Memory peels off finish in snakeskin strips,
uncovers my grain and most-stubborn stains.
Her kinetic lessons continue to clutter my head,
echo and bounce around the hollowed-out core
of remembrance. Oh hell, Belle—
You arrived everywhere long before me;
Taught me to swim, walked me to school.
You said “Hattie, now listen,” smile narrow
as your eyes. “Watch close; see how it goes.”
On Saturday afternoons bound by chalk,
you scratched our games on a concrete canvas,
skipped rocks ’cross a sun-flecked creek.
You mined the mud at your feet for flat stones
worn smooth by water, scored by love,
snapped your licorice arm over the backwater,
raised a bleeding bead on its rippled skin.
“Stand up straight; squish your shoulders.”
Quick with the clasp of my pink prom dress—
“Lawd knows the troubles that ladies suffer
for the love of ungrateful men.” Lillie Belle
straightened her apron and cinched her skirt,
pushed meatloaf and fries to the counter crowd,
a queue of white faces with orders stacked
high as a civil court docket after marches
in Selma, Montgomery, Birmingham—
two days behind the counter in Greensboro.
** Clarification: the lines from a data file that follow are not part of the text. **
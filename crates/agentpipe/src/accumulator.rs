//! Folds a frame sequence into a single textual response

use agentpipe_protocol::{AssistantContent, ContentBlock, EventFrame, FrameKind};

/// Outcome of absorbing one frame
#[derive(Debug, Clone, PartialEq)]
pub enum Fold {
    /// Keep draining the stream
    Continue,

    /// Terminal `result` frame arrived: the response is complete
    Complete,

    /// Terminal `error` frame arrived, carrying the remote message
    Terminated(String),
}

/// Accumulator for one ask's response text
///
/// Grows by string concatenation only, and only for assistant text and delta
/// text. A fresh buffer is used for every ask, so accumulation is a pure
/// function of the frame sequence.
#[derive(Debug, Default)]
pub struct ResponseBuffer {
    text: String,
}

impl ResponseBuffer {
    /// Create an empty buffer
    pub fn new() -> Self {
        Self::default()
    }

    /// Fold one frame into the buffer and classify it
    pub fn absorb(&mut self, frame: &EventFrame) -> Fold {
        match frame.kind() {
            FrameKind::Assistant { content } => {
                match content {
                    AssistantContent::Text(text) => self.text.push_str(text),
                    AssistantContent::Blocks(blocks) => {
                        for block in blocks {
                            if let ContentBlock::Text { text } = block {
                                self.text.push_str(text);
                            }
                        }
                    }
                }
                Fold::Continue
            }
            FrameKind::Delta { text } => {
                if !text.is_empty() {
                    // Incremental fragments are surfaced for live display;
                    // that is presentation, not protocol.
                    tracing::debug!(fragment = %text, "streamed delta");
                    self.text.push_str(text);
                }
                Fold::Continue
            }
            FrameKind::Result => Fold::Complete,
            FrameKind::Error { message } => Fold::Terminated(message.clone()),
            FrameKind::System | FrameKind::Unknown { .. } => Fold::Continue,
        }
    }

    /// The text accumulated so far
    pub fn text(&self) -> &str {
        &self.text
    }

    /// Whether nothing has been accumulated
    pub fn is_empty(&self) -> bool {
        self.text.is_empty()
    }

    /// Consume the buffer, yielding the final response
    pub fn into_text(self) -> String {
        self.text
    }
}
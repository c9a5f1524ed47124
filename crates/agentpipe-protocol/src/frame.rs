//! Event-frame codec for the child's stdout stream
//!
//! Each stdout line is one JSON frame. The codec classifies frames by their
//! top-level `type` field and extracts the payload each kind carries. Frame
//! types it does not recognize are kept as [`FrameKind::Unknown`] together
//! with the raw payload, so observers can still inspect them even though the
//! response accumulator ignores them.

use serde_json::Value;

/// Errors produced while decoding a single stream line
///
/// These are recoverable: the caller is expected to log the bad line and
/// keep reading. A parse failure never ends the stream.
#[derive(Debug, thiserror::Error)]
pub enum FrameParseError {
    /// Line is not valid JSON
    #[error("invalid JSON: {0}")]
    Json(#[from] serde_json::Error),

    /// Line is valid JSON but not an object
    #[error("frame is not a JSON object")]
    NotAnObject,
}

/// One decoded protocol message from the child's output stream
///
/// Immutable once parsed. The full decoded payload is retained alongside the
/// classified kind so observers receive the raw event, not just the fields
/// the accumulator cares about.
#[derive(Debug, Clone, PartialEq)]
pub struct EventFrame {
    kind: FrameKind,
    raw: Value,
}

impl EventFrame {
    /// Classified frame kind and its extracted payload
    pub fn kind(&self) -> &FrameKind {
        &self.kind
    }

    /// The full decoded JSON payload
    pub fn raw(&self) -> &Value {
        &self.raw
    }

    /// Whether this frame ends the current request/response cycle
    pub fn is_terminal(&self) -> bool {
        matches!(self.kind, FrameKind::Result | FrameKind::Error { .. })
    }

    /// The `session_id` carried by this frame, if any
    pub fn session_id(&self) -> Option<&str> {
        self.raw.get("session_id").and_then(Value::as_str)
    }
}

/// Tagged frame classification
#[derive(Debug, Clone, PartialEq)]
pub enum FrameKind {
    /// Handshake and side-channel info; never folded into the response
    System,

    /// A full or partial assistant message
    Assistant {
        /// Message content, either a bare string or an array of blocks
        content: AssistantContent,
    },

    /// Incremental text fragment
    Delta {
        /// The `delta.text` payload; empty when the delta carries no text
        text: String,
    },

    /// Terminal frame: the current request completed
    Result,

    /// Terminal frame: the remote side reported a failure
    Error {
        /// The carried error message; empty when the frame omits one
        message: String,
    },

    /// Unrecognized frame type, forwarded to observers untouched
    Unknown {
        /// The frame's `type` value, or `None` when the field is absent
        kind: Option<String>,
    },
}

/// Content of an `assistant` frame
#[derive(Debug, Clone, PartialEq)]
pub enum AssistantContent {
    /// Scalar string content
    Text(String),

    /// Array-of-blocks content
    Blocks(Vec<ContentBlock>),
}

/// One block within array-form assistant content
#[derive(Debug, Clone, PartialEq)]
pub enum ContentBlock {
    /// A text block; the only kind folded into the response
    Text {
        /// The block's text
        text: String,
    },

    /// Any other block kind (tool use, thinking, ...), carried but not folded
    Other {
        /// The block's `type` value
        block_type: String,
    },
}

/// Parse one newline-stripped stdout line into a frame
///
/// Empty and whitespace-only lines yield `Ok(None)`. Malformed lines yield
/// a [`FrameParseError`] the caller should log and skip. Pure: no I/O, no
/// diagnostics of its own.
pub fn parse_line(line: &str) -> Result<Option<EventFrame>, FrameParseError> {
    let line = line.trim();
    if line.is_empty() {
        return Ok(None);
    }

    let raw: Value = serde_json::from_str(line)?;
    if !raw.is_object() {
        return Err(FrameParseError::NotAnObject);
    }

    let kind = classify(&raw);
    Ok(Some(EventFrame { kind, raw }))
}

fn classify(raw: &Value) -> FrameKind {
    match raw.get("type").and_then(Value::as_str) {
        Some("system") => FrameKind::System,
        Some("assistant") => FrameKind::Assistant {
            content: assistant_content(raw),
        },
        Some("content_block_delta") => FrameKind::Delta {
            text: raw
                .pointer("/delta/text")
                .and_then(Value::as_str)
                .unwrap_or_default()
                .to_string(),
        },
        Some("result") => FrameKind::Result,
        Some("error") => FrameKind::Error {
            message: raw
                .get("message")
                .and_then(Value::as_str)
                .unwrap_or_default()
                .to_string(),
        },
        other => FrameKind::Unknown {
            kind: other.map(str::to_string),
        },
    }
}

fn assistant_content(raw: &Value) -> AssistantContent {
    match raw.pointer("/message/content") {
        Some(Value::String(text)) => AssistantContent::Text(text.clone()),
        Some(Value::Array(blocks)) => {
            AssistantContent::Blocks(blocks.iter().map(content_block).collect())
        }
        // Frames without content contribute nothing to the response
        _ => AssistantContent::Blocks(Vec::new()),
    }
}

fn content_block(block: &Value) -> ContentBlock {
    match block.get("type").and_then(Value::as_str) {
        Some("text") => ContentBlock::Text {
            text: block
                .get("text")
                .and_then(Value::as_str)
                .unwrap_or_default()
                .to_string(),
        },
        other => ContentBlock::Other {
            block_type: other.unwrap_or_default().to_string(),
        },
    }
}
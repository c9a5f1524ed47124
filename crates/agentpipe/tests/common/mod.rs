//! Shared fixtures for session integration tests
//!
//! [`fake_cli`] stands in a shell script for the real CLI binary. The
//! script receives user turns on stdin and emits stream frames on stdout,
//! which is all the session layer ever sees of the child.

use agentpipe::AgentConfig;
use std::fs;
use std::os::unix::fs::PermissionsExt;
use std::time::Duration;
use tempfile::TempDir;

/// A scripted stand-in child process plus a config pointed at it
pub struct FakeCli {
    /// Keeps the script and sandbox alive for the test's duration
    #[allow(dead_code)]
    pub dir: TempDir,
    pub config: AgentConfig,
}

/// Write `script_body` as an executable `/bin/sh` script and build an
/// [`AgentConfig`] that launches it with fast polling
pub fn fake_cli(script_body: &str) -> FakeCli {
    let dir = TempDir::new().unwrap();
    let script = dir.path().join("fake-cli");
    fs::write(&script, format!("#!/bin/sh\n{script_body}\n")).unwrap();
    fs::set_permissions(&script, fs::Permissions::from_mode(0o755)).unwrap();

    let sandbox = dir.path().join("sandbox");
    fs::create_dir(&sandbox).unwrap();

    let config = AgentConfig::new()
        .with_name("test-agent")
        .with_cli_path(script.to_str().unwrap())
        .with_sandbox_dir(&sandbox)
        .with_poll_interval(Duration::from_millis(20))
        .with_startup_grace(Duration::from_millis(80));

    FakeCli { dir, config }
}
Her pad stashed in a flash in the end table’s
drawer, she slipped back in front of the evening
news. “Sometimes pride trumps a job,” she said,
as I shuffled off to spin Aretha Franklin.
We practiced driving in daddy’s Caddy;
she filled me up with confidence, fueled
my angst-tinged vision of independence,
which drove me to the great, white North,
where opportunity shared a checkerboard
with danger, a different story by the block.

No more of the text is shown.